(THE DATA Opens)

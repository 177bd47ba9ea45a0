//! Session credential
//!
//! The single owner of the bearer token. The engine client reads it for every
//! request and revokes it on `401`. Revocation names the token the failed
//! request carried, so a burst of queued `401`s clears the slot once and a
//! token issued after the first failure survives the rest. A `401` with no
//! credential held asks for a login once until a new token is issued.

use std::sync::RwLock;
use std::sync::atomic::{AtomicBool, AtomicUsize, Ordering};
use tracing::{debug, info};

/// Process-wide bearer token slot
#[derive(Debug, Default)]
pub struct Session {
    token: RwLock<Option<String>>,
    clears: AtomicUsize,
    reauth_pending: AtomicBool,
}

impl Session {
    /// Session with no credential
    pub fn new() -> Self {
        Self::default()
    }

    /// Session holding `token`
    pub fn with_token(token: impl Into<String>) -> Self {
        let session = Self::new();
        session.issue(token);
        session
    }

    /// Store a new credential, replacing any previous one
    pub fn issue(&self, token: impl Into<String>) {
        let token = token.into();
        debug!("Session::issue: called");
        let mut slot = self.token.write().unwrap_or_else(|e| e.into_inner());
        *slot = if token.is_empty() { None } else { Some(token) };
        self.reauth_pending.store(false, Ordering::SeqCst);
    }

    /// Current credential, if any
    pub fn token(&self) -> Option<String> {
        self.token.read().unwrap_or_else(|e| e.into_inner()).clone()
    }

    pub fn is_authenticated(&self) -> bool {
        self.token.read().unwrap_or_else(|e| e.into_inner()).is_some()
    }

    /// Clear the credential because a request carrying `used` was rejected
    ///
    /// Returns true when the operator must now be sent to log in: either
    /// this call cleared the token the request used, or the request carried
    /// no token, none is held, and no login has been asked for since the
    /// last `issue`. A request sent without a token never clears a token
    /// issued since.
    pub fn revoke(&self, used: Option<&str>) -> bool {
        let mut slot = self.token.write().unwrap_or_else(|e| e.into_inner());
        match (slot.as_deref(), used) {
            (Some(current), Some(used)) if current == used => {
                *slot = None;
                self.reauth_pending.store(true, Ordering::SeqCst);
                let clears = self.clears.fetch_add(1, Ordering::SeqCst) + 1;
                info!(clears, "Session::revoke: credential cleared");
                true
            }
            (None, None) if !self.reauth_pending.swap(true, Ordering::SeqCst) => {
                info!("Session::revoke: no credential held, login required");
                true
            }
            _ => {
                debug!("Session::revoke: stale or absent credential, nothing to clear");
                false
            }
        }
    }

    /// A login has been asked for and no token issued since
    pub fn reauth_pending(&self) -> bool {
        self.reauth_pending.load(Ordering::SeqCst)
    }

    /// How many times a credential has been cleared
    pub fn clear_count(&self) -> usize {
        self.clears.load(Ordering::SeqCst)
    }
}
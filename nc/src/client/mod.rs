//! Engine client
//!
//! The only boundary across which the console talks to the execution engine.
//! [`EngineApi`] is the seam the controller, browser and monitor depend on;
//! [`HttpEngineClient`] implements it over JSON/HTTP and [`RealtimeChannel`]
//! carries the WebSocket status push.

mod error;
mod http;
mod realtime;

pub use error::{EngineError, FailureClass, GENERIC_ERROR_MESSAGE, SERVER_ERROR_MESSAGE, classify_failure, structured_message};
pub use http::HttpEngineClient;
pub use realtime::{RealtimeChannel, RealtimeEvent, realtime_url};

use async_trait::async_trait;
use serde::Serialize;

use crate::domain::{
    Agent, ApiResponse, DashboardStats, ExecutionPlan, ExecutionPlanStatus, FlowDocument, FlowPath, PromptRequest,
    PromptResponse,
};
use crate::inputs::StepInput;

/// Body of the provisional execute-step call
#[derive(Debug, Clone, PartialEq, Serialize)]
#[serde(rename_all = "camelCase")]
pub struct StepExecution {
    pub step_id: String,
    /// Scope of the step; empty for top-level steps
    pub flow_path: FlowPath,
    #[serde(flatten)]
    pub input: StepInput,
}

/// Operations the engine exposes
///
/// Object-safe so components can hold `&dyn EngineApi` and tests can swap in
/// a scripted engine.
#[async_trait]
pub trait EngineApi: Send + Sync {
    /// Every plan the engine knows
    async fn list_plans(&self) -> Result<Vec<ExecutionPlan>, EngineError>;

    /// One plan's flow; `NotFound` if the plan no longer exists
    async fn get_flow(&self, plan_id: &str) -> Result<FlowDocument, EngineError>;

    /// Submit one step with operator inputs
    ///
    /// Provisional: the engine only acknowledges the request.
    async fn execute_step(&self, plan_id: &str, execution: &StepExecution) -> Result<ApiResponse, EngineError>;

    /// Start the whole plan; success means accepted, not completed
    async fn execute_flow(&self, plan_id: &str) -> Result<ApiResponse, EngineError>;

    /// Live status snapshot
    async fn plan_status(&self, plan_id: &str) -> Result<ExecutionPlanStatus, EngineError>;

    /// Agents taking part in a plan's execution
    async fn plan_agents(&self, plan_id: &str) -> Result<Vec<Agent>, EngineError>;

    async fn stop_execution(&self, plan_id: &str) -> Result<ApiResponse, EngineError>;

    /// Approve or reject a gated step
    async fn submit_approval(
        &self,
        plan_id: &str,
        step_id: &str,
        approved: bool,
        feedback: Option<String>,
    ) -> Result<ApiResponse, EngineError>;

    /// Turn a natural-language prompt into a plan
    async fn process_prompt(&self, request: &PromptRequest) -> Result<PromptResponse, EngineError>;

    async fn active_executions(&self) -> Result<Vec<ExecutionPlanStatus>, EngineError>;

    async fn dashboard_stats(&self) -> Result<DashboardStats, EngineError>;
}
//! Engine client error types and the failure policy
//!
//! Every failed request is classified once, in a fixed priority order:
//! `401` first, then `5xx`, then any response carrying a structured
//! `message`, then everything else. The class decides which notification the
//! operator sees.

use serde_json::Value;
use thiserror::Error;

use crate::domain::ValidationError;
use crate::notify::Notification;

/// Toast text for `5xx` responses
pub const SERVER_ERROR_MESSAGE: &str = "Server error occurred. Please try again later.";

/// Toast text when nothing more specific is known
pub const GENERIC_ERROR_MESSAGE: &str = "An unexpected error occurred.";

/// Errors that can occur talking to the engine
#[derive(Debug, Error)]
pub enum EngineError {
    /// `401`; `reauth` is true when this request sends the operator to log in
    #[error("Unauthorized: log in again")]
    Unauthorized { reauth: bool },

    #[error("{resource} not found")]
    NotFound { resource: String, message: Option<String> },

    #[error("Server error {status}")]
    Server { status: u16 },

    #[error("Request rejected ({status}): {}", .message.as_deref().unwrap_or("no message"))]
    Rejected { status: u16, message: Option<String> },

    #[error("Network error: {0}")]
    Network(#[from] reqwest::Error),

    #[error("Invalid response: {0}")]
    Decode(String),

    #[error(transparent)]
    Validation(#[from] ValidationError),

    #[error("Realtime channel error: {0}")]
    Realtime(String),
}

impl EngineError {
    /// Build the error for a non-success response
    ///
    /// `reauth` says whether the session asked for a login because of it;
    /// only meaningful for `401`.
    pub fn from_response(status: u16, body: &[u8], resource: &str, reauth: bool) -> Self {
        match classify_failure(Some(status), body) {
            FailureClass::Unauthorized => Self::Unauthorized { reauth },
            FailureClass::Server => Self::Server { status },
            class => {
                let message = match class {
                    FailureClass::Message(message) => Some(message),
                    _ => None,
                };
                if status == 404 {
                    Self::NotFound {
                        resource: resource.to_string(),
                        message,
                    }
                } else {
                    Self::Rejected { status, message }
                }
            }
        }
    }

    /// Policy class of this error
    pub fn class(&self) -> FailureClass {
        match self {
            Self::Unauthorized { .. } => FailureClass::Unauthorized,
            Self::Server { .. } => FailureClass::Server,
            Self::NotFound {
                message: Some(message), ..
            }
            | Self::Rejected {
                message: Some(message), ..
            } => FailureClass::Message(message.clone()),
            Self::NotFound { .. }
            | Self::Rejected { .. }
            | Self::Network(_)
            | Self::Decode(_)
            | Self::Validation(_)
            | Self::Realtime(_) => FailureClass::Generic,
        }
    }

    /// The one notification this failure produces, if any
    ///
    /// A `401` that did not ask for a login (an already-queued response
    /// carrying a revoked token, or a login already requested) stays silent. Validation failures are shown
    /// by the plan browser as a display error instead of a toast.
    pub fn notification(&self) -> Option<Notification> {
        match self {
            Self::Unauthorized { reauth: false } | Self::Validation(_) => None,
            Self::Unauthorized { reauth: true } => Some(Notification::reauth_required()),
            other => Some(Notification::request_failed(other.class().message())),
        }
    }

    pub fn is_not_found(&self) -> bool {
        matches!(self, Self::NotFound { .. })
    }

    pub fn is_unauthorized(&self) -> bool {
        matches!(self, Self::Unauthorized { .. })
    }

    /// Worth trying again later without operator action
    pub fn is_retryable(&self) -> bool {
        match self {
            Self::Server { .. } | Self::Network(_) | Self::Realtime(_) => true,
            Self::Unauthorized { .. }
            | Self::NotFound { .. }
            | Self::Rejected { .. }
            | Self::Decode(_)
            | Self::Validation(_) => false,
        }
    }
}

/// The four mutually exclusive failure outcomes
#[derive(Debug, Clone, PartialEq, Eq)]
pub enum FailureClass {
    Unauthorized,
    Server,
    Message(String),
    Generic,
}

impl FailureClass {
    /// Operator-facing text
    pub fn message(&self) -> String {
        match self {
            Self::Unauthorized => "Session expired. Please log in again.".to_string(),
            Self::Server => SERVER_ERROR_MESSAGE.to_string(),
            Self::Message(message) => message.clone(),
            Self::Generic => GENERIC_ERROR_MESSAGE.to_string(),
        }
    }
}

/// Classify a failed request
///
/// `status` is `None` when no response arrived.
pub fn classify_failure(status: Option<u16>, body: &[u8]) -> FailureClass {
    match status {
        Some(401) => FailureClass::Unauthorized,
        Some(s) if s >= 500 => FailureClass::Server,
        Some(_) => match structured_message(body) {
            Some(message) => FailureClass::Message(message),
            None => FailureClass::Generic,
        },
        None => FailureClass::Generic,
    }
}

/// Non-empty `message` field of a JSON body
pub fn structured_message(body: &[u8]) -> Option<String> {
    let value: Value = serde_json::from_slice(body).ok()?;
    match value.get("message")? {
        Value::String(s) if !s.trim().is_empty() => Some(s.clone()),
        _ => None,
    }
}

#[cfg(test)]
mod tests {
    use super::*;
    use crate::notify::NotificationKind;

    #[test]
    fn test_classify_priority() {
        let with_message = br#"{"message":"Plan is locked"}"#;

        assert_eq!(classify_failure(Some(401), with_message), FailureClass::Unauthorized);
        assert_eq!(classify_failure(Some(503), with_message), FailureClass::Server);
        assert_eq!(
            classify_failure(Some(409), with_message),
            FailureClass::Message("Plan is locked".to_string())
        );
        assert_eq!(classify_failure(Some(400), b"not json"), FailureClass::Generic);
        assert_eq!(classify_failure(None, with_message), FailureClass::Generic);
    }

    #[test]
    fn test_structured_message_ignores_blank_and_non_string() {
        assert_eq!(structured_message(br#"{"message":"  "}"#), None);
        assert_eq!(structured_message(br#"{"message":42}"#), None);
        assert_eq!(structured_message(br#"{"error":"x"}"#), None);
    }

    #[test]
    fn test_from_response_not_found() {
        let err = EngineError::from_response(404, br#"{"message":"no such plan"}"#, "plan P9", false);
        assert!(err.is_not_found());
        assert_eq!(err.to_string(), "plan P9 not found");
        assert_eq!(err.class(), FailureClass::Message("no such plan".to_string()));

        let err = EngineError::from_response(404, b"", "plan P9", false);
        assert_eq!(err.class(), FailureClass::Generic);
    }

    #[test]
    fn test_from_response_server_beats_message() {
        let err = EngineError::from_response(500, br#"{"message":"NPE at line 3"}"#, "plans", false);
        assert!(matches!(err, EngineError::Server { status: 500 }));
        let n = err.notification().unwrap();
        assert_eq!(n.message, SERVER_ERROR_MESSAGE);
    }

    #[test]
    fn test_unauthorized_notifies_only_when_cleared() {
        let first = EngineError::from_response(401, b"", "plans", true);
        let queued = EngineError::from_response(401, b"", "plans", false);

        assert_eq!(first.notification().unwrap().kind, NotificationKind::ReauthRequired);
        assert!(queued.notification().is_none());
    }

    #[test]
    fn test_rejected_generic_message() {
        let err = EngineError::from_response(400, b"", "execute", false);
        assert_eq!(err.notification().unwrap().message, GENERIC_ERROR_MESSAGE);
        assert!(!err.is_retryable());
    }

    #[test]
    fn test_validation_is_silent() {
        let err = EngineError::from(ValidationError::single("planId", "must not be empty"));
        assert!(err.notification().is_none());
    }
}
//! Read-through catalog with in-memory caching.
//!
//! Products and categories change rarely and are read on every cart render,
//! so lookups are cached for a short TTL.

mod cache;

use std::sync::Arc;
use std::time::Duration;

use moka::future::Cache;
use tracing::{debug, instrument};

use shopfront_core::{CategoryId, ProductId};

pub use cache::{CacheKey, CacheValue};

use crate::gateway::{Direction, Filter, Gateway, GatewayError};
use crate::models::{Category, Product};

/// Default cache TTL.
pub const DEFAULT_CACHE_TTL: Duration = Duration::from_secs(300);

const CACHE_CAPACITY: u64 = 1000;

/// Catalog reads through a [`Gateway`], cached with `moka`.
pub struct Catalog<G> {
    gateway: Arc<G>,
    cache: Cache<CacheKey, CacheValue>,
}

impl<G: Gateway> Catalog<G> {
    /// Create a catalog with the default cache TTL.
    #[must_use]
    pub fn new(gateway: Arc<G>) -> Self {
        Self::with_ttl(gateway, DEFAULT_CACHE_TTL)
    }

    /// Create a catalog whose cached entries expire after `ttl`.
    #[must_use]
    pub fn with_ttl(gateway: Arc<G>, ttl: Duration) -> Self {
        let cache = Cache::builder()
            .max_capacity(CACHE_CAPACITY)
            .time_to_live(ttl)
            .build();

        Self { gateway, cache }
    }

    /// Get a product by ID.
    ///
    /// # Errors
    ///
    /// Returns `GatewayError::NotFound` if the product does not exist.
    #[instrument(skip(self), fields(product_id = %id))]
    pub async fn product(&self, id: ProductId) -> Result<Product, GatewayError> {
        let cache_key = CacheKey::Product(id);
        if let Some(CacheValue::Product(product)) = self.cache.get(&cache_key).await {
            debug!("Cache hit for product");
            return Ok(*product);
        }

        let product: Product = self.gateway.select_one(&Filter::by_id(id)).await?;

        self.cache
            .insert(cache_key, CacheValue::Product(Box::new(product.clone())))
            .await;

        Ok(product)
    }

    /// All products, ordered by name.
    ///
    /// # Errors
    ///
    /// Returns an error if the backend read fails.
    #[instrument(skip(self))]
    pub async fn products(&self) -> Result<Vec<Product>, GatewayError> {
        self.product_list(CacheKey::Products, Filter::new()).await
    }

    /// Products in one category, ordered by name.
    ///
    /// # Errors
    ///
    /// Returns an error if the backend read fails.
    #[instrument(skip(self), fields(category_id = %category_id))]
    pub async fn products_in_category(
        &self,
        category_id: CategoryId,
    ) -> Result<Vec<Product>, GatewayError> {
        self.product_list(
            CacheKey::CategoryProducts(category_id),
            Filter::new().eq("category_id", category_id),
        )
        .await
    }

    async fn product_list(
        &self,
        cache_key: CacheKey,
        filter: Filter,
    ) -> Result<Vec<Product>, GatewayError> {
        if let Some(CacheValue::Products(products)) = self.cache.get(&cache_key).await {
            debug!(count = products.len(), "Cache hit for product list");
            return Ok(products);
        }

        let products: Vec<Product> = self
            .gateway
            .select(&filter.order_by("name", Direction::Asc))
            .await?;

        for product in &products {
            self.cache
                .insert(
                    CacheKey::Product(product.id),
                    CacheValue::Product(Box::new(product.clone())),
                )
                .await;
        }
        self.cache
            .insert(cache_key, CacheValue::Products(products.clone()))
            .await;

        Ok(products)
    }

    /// Get a category by slug.
    ///
    /// # Errors
    ///
    /// Returns `GatewayError::NotFound` if no category has this slug.
    #[instrument(skip(self))]
    pub async fn category_by_slug(&self, slug: &str) -> Result<Category, GatewayError> {
        let cache_key = CacheKey::Category(slug.to_owned());
        if let Some(CacheValue::Category(category)) = self.cache.get(&cache_key).await {
            debug!("Cache hit for category");
            return Ok(*category);
        }

        let category: Category = self
            .gateway
            .select_one(&Filter::new().eq("slug", slug))
            .await?;

        self.cache
            .insert(cache_key, CacheValue::Category(Box::new(category.clone())))
            .await;

        Ok(category)
    }

    /// All categories, ordered by name.
    ///
    /// # Errors
    ///
    /// Returns an error if the backend read fails.
    #[instrument(skip(self))]
    pub async fn categories(&self) -> Result<Vec<Category>, GatewayError> {
        if let Some(CacheValue::Categories(categories)) =
            self.cache.get(&CacheKey::Categories).await
        {
            debug!("Cache hit for categories");
            return Ok(categories);
        }

        let categories: Vec<Category> = self
            .gateway
            .select(&Filter::new().order_by("name", Direction::Asc))
            .await?;

        self.cache
            .insert(
                CacheKey::Categories,
                CacheValue::Categories(categories.clone()),
            )
            .await;

        Ok(categories)
    }

    /// Drop every cached entry, e.g. after seeding or a price change.
    pub async fn invalidate_all(&self) {
        self.cache.invalidate_all();
        self.cache.run_pending_tasks().await;
        debug!("Catalog cache cleared");
    }
}

#[cfg(test)]
#[allow(clippy::unwrap_used)]
mod tests {
    use rust_decimal::Decimal;

    use super::*;
    use crate::gateway::InMemoryGateway;
    use crate::models::{NewCategory, NewProduct, ProductPatch};

    fn draft(name: &str, price: i64, category_id: Option<CategoryId>) -> NewProduct {
        NewProduct {
            name: name.to_owned(),
            slug: name.to_lowercase().replace(' ', "-"),
            description: None,
            price: Decimal::new(price, 2),
            category_id,
            image_url: None,
            in_stock: true,
        }
    }

    #[tokio::test]
    async fn test_products_sorted_by_name() {
        let gateway = Arc::new(InMemoryGateway::new());
        gateway.insert::<Product>(&draft("Zebra Mug", 1200, None)).await.unwrap();
        gateway.insert::<Product>(&draft("Apple Tee", 2500, None)).await.unwrap();

        let catalog = Catalog::new(gateway);
        let names: Vec<_> = catalog
            .products()
            .await
            .unwrap()
            .into_iter()
            .map(|p| p.name)
            .collect();
        assert_eq!(names, ["Apple Tee", "Zebra Mug"]);
    }

    #[tokio::test]
    async fn test_product_is_cached_until_invalidated() {
        let gateway = Arc::new(InMemoryGateway::new());
        let product: Product = gateway.insert(&draft("Mug", 1200, None)).await.unwrap();
        let catalog = Catalog::new(Arc::clone(&gateway));

        assert_eq!(catalog.product(product.id).await.unwrap().price, Decimal::new(1200, 2));

        let patch = ProductPatch {
            price: Some(Decimal::new(900, 2)),
            ..ProductPatch::default()
        };
        gateway.update::<Product, _>(product.id, &patch).await.unwrap();
        assert_eq!(catalog.product(product.id).await.unwrap().price, Decimal::new(1200, 2));

        catalog.invalidate_all().await;
        assert_eq!(catalog.product(product.id).await.unwrap().price, Decimal::new(900, 2));
    }

    #[tokio::test]
    async fn test_products_in_category() {
        let gateway = Arc::new(InMemoryGateway::new());
        let mugs: Category = gateway
            .insert(&NewCategory {
                name: "Mugs".to_owned(),
                slug: "mugs".to_owned(),
            })
            .await
            .unwrap();
        gateway.insert::<Product>(&draft("Mug", 1200, Some(mugs.id))).await.unwrap();
        gateway.insert::<Product>(&draft("Tee", 2500, None)).await.unwrap();

        let catalog = Catalog::new(gateway);
        let category = catalog.category_by_slug("mugs").await.unwrap();
        let products = catalog.products_in_category(category.id).await.unwrap();
        assert_eq!(products.len(), 1);
        assert_eq!(products[0].name, "Mug");
        assert_eq!(catalog.categories().await.unwrap().len(), 1);
    }

    #[tokio::test]
    async fn test_missing_product_not_found() {
        let catalog = Catalog::new(Arc::new(InMemoryGateway::new()));
        let err = catalog.product(ProductId::from_uuid(uuid::Uuid::new_v4())).await.unwrap_err();
        assert!(matches!(err, GatewayError::NotFound));
    }
}
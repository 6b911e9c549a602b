//! Catalog types: products and categories.

use chrono::{DateTime, Utc};
use rust_decimal::Decimal;
use serde::{Deserialize, Serialize};

use shopfront_core::{CategoryId, Price, ProductId};

use crate::gateway::{Record, Table};

/// A product in the catalog.
#[derive(Debug, Clone, PartialEq, Eq, Serialize, Deserialize)]
pub struct Product {
    pub id: ProductId,
    pub name: String,
    /// URL-friendly unique name.
    pub slug: String,
    #[serde(default)]
    pub description: Option<String>,
    /// Current catalog price.
    pub price: Decimal,
    #[serde(default)]
    pub category_id: Option<CategoryId>,
    #[serde(default)]
    pub image_url: Option<String>,
    pub in_stock: bool,
    pub created_at: DateTime<Utc>,
}

impl Product {
    /// Current price in the store currency.
    #[must_use]
    pub const fn display_price(&self) -> Price {
        Price::usd(self.price)
    }
}

impl Record for Product {
    const TABLE: Table = Table::Products;
    type Id = ProductId;
    type Draft = NewProduct;
}

/// Insert payload for a [`Product`].
#[derive(Debug, Clone, Serialize, Deserialize)]
pub struct NewProduct {
    pub name: String,
    pub slug: String,
    #[serde(default)]
    pub description: Option<String>,
    pub price: Decimal,
    #[serde(default)]
    pub category_id: Option<CategoryId>,
    #[serde(default)]
    pub image_url: Option<String>,
    #[serde(default = "default_in_stock")]
    pub in_stock: bool,
}

const fn default_in_stock() -> bool {
    true
}

/// Partial update for a [`Product`].
#[derive(Debug, Clone, Default, Serialize)]
pub struct ProductPatch {
    #[serde(skip_serializing_if = "Option::is_none")]
    pub name: Option<String>,
    #[serde(skip_serializing_if = "Option::is_none")]
    pub price: Option<Decimal>,
    #[serde(skip_serializing_if = "Option::is_none")]
    pub in_stock: Option<bool>,
}

/// A product category.
#[derive(Debug, Clone, PartialEq, Eq, Serialize, Deserialize)]
pub struct Category {
    pub id: CategoryId,
    pub name: String,
    pub slug: String,
    pub created_at: DateTime<Utc>,
}

impl Record for Category {
    const TABLE: Table = Table::Categories;
    type Id = CategoryId;
    type Draft = NewCategory;
}

/// Insert payload for a [`Category`].
#[derive(Debug, Clone, Serialize, Deserialize)]
pub struct NewCategory {
    pub name: String,
    pub slug: String,
}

(THE DATA Closes)

Search the entries for the word "EngineApi" and copy every line that holds it.

//! [`EngineApi`] is the seam the controller, browser and monitor depend on;
/// Object-safe so components can hold `&dyn EngineApi` and tests can swap in
pub trait EngineApi: Send + Sync {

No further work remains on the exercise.